[WHAT YOU WILL DO]
Please write out exactly the lines of the data below from the line holding "secs.parse::<u64>().ok().map(Duration::from_secs)" through the line holding "fn format_duration(d: Duration)", and leave out the rest.

[DATA IN THIS EXERCISE]
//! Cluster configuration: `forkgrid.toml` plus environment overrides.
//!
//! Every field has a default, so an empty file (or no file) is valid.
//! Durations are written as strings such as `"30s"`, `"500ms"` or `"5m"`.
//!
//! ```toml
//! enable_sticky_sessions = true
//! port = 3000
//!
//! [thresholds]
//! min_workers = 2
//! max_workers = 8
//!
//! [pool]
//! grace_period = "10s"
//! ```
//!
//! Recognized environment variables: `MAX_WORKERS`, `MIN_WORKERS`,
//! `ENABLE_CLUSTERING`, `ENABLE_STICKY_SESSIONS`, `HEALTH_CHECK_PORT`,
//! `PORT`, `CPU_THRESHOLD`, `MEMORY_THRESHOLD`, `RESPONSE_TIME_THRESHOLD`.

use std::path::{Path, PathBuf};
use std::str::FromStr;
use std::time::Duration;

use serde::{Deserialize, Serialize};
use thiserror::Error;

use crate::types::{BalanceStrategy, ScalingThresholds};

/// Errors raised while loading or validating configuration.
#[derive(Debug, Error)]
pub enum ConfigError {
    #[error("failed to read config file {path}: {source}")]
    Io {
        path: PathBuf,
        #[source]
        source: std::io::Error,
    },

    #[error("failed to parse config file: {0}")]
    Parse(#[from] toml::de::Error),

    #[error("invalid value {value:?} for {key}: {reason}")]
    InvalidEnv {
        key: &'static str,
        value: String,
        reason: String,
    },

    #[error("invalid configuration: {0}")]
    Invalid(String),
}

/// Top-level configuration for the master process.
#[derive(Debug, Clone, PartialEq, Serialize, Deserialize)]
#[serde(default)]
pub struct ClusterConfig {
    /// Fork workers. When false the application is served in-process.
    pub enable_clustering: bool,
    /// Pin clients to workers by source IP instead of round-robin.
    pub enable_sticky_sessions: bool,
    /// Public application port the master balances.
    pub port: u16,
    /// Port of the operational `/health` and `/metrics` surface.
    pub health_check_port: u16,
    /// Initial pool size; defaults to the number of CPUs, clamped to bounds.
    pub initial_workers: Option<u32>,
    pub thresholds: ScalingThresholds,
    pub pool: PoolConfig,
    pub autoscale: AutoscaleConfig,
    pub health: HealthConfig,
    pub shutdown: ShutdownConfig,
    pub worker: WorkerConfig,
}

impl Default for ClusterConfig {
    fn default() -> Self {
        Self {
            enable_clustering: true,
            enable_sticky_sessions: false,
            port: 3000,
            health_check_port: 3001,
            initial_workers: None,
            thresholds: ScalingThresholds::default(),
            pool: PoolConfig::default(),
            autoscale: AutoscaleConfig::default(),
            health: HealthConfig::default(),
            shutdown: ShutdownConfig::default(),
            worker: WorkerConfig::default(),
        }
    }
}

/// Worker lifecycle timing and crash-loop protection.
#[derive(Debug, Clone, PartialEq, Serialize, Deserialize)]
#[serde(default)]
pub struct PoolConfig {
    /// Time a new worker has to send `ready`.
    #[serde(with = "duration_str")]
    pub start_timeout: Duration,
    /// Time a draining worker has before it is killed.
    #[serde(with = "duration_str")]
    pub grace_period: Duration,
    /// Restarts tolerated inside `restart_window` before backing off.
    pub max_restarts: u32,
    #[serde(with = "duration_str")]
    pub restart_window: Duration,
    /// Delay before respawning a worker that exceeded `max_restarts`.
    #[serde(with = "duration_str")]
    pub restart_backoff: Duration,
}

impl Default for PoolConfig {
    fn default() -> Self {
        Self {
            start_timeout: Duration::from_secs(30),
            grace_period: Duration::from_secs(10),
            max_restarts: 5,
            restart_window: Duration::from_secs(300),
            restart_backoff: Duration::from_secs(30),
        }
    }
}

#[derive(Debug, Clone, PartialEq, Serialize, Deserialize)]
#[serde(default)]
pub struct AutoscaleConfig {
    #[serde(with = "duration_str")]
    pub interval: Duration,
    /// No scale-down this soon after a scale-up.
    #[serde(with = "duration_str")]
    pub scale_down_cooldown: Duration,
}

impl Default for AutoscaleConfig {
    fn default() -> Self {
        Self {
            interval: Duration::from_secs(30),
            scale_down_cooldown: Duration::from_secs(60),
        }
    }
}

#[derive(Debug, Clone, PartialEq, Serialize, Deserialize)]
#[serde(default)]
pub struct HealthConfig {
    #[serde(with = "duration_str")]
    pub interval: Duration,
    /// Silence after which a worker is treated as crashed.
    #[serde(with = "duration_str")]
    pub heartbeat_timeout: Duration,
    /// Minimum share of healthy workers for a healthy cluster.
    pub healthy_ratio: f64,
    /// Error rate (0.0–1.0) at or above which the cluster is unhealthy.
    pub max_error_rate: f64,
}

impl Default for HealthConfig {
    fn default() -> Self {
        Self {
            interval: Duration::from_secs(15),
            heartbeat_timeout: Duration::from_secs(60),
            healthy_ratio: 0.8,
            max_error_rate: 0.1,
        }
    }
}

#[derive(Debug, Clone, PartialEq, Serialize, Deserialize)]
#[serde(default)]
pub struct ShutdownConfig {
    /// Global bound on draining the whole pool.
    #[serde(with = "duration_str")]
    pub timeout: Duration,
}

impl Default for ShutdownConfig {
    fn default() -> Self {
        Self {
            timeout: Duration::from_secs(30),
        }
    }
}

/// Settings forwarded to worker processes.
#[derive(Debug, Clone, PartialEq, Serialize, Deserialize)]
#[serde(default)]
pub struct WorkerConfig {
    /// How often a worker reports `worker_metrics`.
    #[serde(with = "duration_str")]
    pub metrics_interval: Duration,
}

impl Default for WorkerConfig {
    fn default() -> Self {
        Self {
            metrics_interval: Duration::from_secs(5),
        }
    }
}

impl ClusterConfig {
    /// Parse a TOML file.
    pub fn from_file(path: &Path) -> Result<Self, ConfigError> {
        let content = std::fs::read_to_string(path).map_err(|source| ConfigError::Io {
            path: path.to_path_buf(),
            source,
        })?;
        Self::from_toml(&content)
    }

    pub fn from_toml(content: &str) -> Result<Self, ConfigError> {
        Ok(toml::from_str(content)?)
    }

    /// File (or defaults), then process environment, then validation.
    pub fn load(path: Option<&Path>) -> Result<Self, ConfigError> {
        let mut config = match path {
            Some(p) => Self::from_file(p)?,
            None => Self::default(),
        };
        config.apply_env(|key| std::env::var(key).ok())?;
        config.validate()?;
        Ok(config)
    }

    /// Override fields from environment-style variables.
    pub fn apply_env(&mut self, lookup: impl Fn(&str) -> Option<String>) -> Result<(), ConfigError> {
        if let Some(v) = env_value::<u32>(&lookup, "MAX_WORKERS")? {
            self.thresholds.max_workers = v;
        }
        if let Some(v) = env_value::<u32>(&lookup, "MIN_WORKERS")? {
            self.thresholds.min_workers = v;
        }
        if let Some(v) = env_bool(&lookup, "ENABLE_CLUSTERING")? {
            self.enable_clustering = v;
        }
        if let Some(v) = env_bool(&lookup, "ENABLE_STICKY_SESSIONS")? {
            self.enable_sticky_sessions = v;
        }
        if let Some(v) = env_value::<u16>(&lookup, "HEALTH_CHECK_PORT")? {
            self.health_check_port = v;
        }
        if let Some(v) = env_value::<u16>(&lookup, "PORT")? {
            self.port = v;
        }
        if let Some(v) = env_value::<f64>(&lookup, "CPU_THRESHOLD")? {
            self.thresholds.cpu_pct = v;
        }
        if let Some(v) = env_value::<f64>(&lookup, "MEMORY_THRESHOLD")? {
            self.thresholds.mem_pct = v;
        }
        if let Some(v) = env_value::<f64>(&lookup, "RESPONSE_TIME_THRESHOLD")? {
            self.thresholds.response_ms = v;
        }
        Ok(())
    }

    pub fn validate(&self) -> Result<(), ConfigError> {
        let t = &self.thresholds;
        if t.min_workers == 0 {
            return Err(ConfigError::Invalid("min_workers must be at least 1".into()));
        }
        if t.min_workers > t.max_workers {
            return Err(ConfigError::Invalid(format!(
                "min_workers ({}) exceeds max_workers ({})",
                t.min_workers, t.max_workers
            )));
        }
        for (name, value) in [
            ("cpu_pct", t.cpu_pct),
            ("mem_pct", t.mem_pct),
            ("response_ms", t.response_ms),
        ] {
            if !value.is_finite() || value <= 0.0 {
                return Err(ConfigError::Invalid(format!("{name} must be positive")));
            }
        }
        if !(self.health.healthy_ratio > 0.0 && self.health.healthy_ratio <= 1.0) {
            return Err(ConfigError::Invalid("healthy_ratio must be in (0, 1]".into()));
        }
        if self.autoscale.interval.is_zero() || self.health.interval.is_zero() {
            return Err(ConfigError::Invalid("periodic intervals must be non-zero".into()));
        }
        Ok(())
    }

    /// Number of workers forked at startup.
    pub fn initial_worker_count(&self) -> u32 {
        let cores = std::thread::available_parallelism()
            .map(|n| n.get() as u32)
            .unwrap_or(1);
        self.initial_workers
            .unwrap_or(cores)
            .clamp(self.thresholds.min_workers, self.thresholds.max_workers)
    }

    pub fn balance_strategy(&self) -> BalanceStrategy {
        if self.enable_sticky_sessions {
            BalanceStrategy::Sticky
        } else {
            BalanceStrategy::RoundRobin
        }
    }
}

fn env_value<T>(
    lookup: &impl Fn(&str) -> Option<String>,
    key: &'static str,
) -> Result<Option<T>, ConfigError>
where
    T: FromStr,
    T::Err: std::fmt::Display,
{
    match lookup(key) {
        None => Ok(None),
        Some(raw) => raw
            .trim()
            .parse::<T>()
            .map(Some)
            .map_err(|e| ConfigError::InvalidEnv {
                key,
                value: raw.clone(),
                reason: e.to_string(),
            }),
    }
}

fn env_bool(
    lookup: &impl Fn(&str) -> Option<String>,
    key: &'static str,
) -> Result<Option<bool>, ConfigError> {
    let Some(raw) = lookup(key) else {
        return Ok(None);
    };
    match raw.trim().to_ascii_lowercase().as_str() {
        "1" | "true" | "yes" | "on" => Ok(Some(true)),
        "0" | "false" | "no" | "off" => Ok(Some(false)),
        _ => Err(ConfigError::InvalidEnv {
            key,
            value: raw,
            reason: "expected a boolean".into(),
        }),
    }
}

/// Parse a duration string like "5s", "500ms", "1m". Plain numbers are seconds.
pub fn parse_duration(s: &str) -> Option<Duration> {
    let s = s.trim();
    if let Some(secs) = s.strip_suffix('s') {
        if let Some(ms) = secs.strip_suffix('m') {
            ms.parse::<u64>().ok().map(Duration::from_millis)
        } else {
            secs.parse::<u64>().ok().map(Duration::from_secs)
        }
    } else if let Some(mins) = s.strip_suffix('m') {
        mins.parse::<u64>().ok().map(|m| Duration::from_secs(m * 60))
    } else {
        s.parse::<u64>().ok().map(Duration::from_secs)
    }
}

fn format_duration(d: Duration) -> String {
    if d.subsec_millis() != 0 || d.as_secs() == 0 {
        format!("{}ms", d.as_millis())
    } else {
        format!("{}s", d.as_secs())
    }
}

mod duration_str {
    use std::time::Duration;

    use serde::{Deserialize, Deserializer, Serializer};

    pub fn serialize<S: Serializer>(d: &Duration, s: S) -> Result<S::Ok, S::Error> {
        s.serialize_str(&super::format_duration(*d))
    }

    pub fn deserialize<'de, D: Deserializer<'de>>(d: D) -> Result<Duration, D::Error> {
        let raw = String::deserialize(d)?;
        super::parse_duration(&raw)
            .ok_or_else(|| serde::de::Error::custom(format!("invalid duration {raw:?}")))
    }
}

[SOLUTION TO THE EXERCISE]
            secs.parse::<u64>().ok().map(Duration::from_secs)
        }
    } else if let Some(mins) = s.strip_suffix('m') {
        mins.parse::<u64>().ok().map(|m| Duration::from_secs(m * 60))
    } else {
        s.parse::<u64>().ok().map(Duration::from_secs)
    }
}

fn format_duration(d: Duration) -> String {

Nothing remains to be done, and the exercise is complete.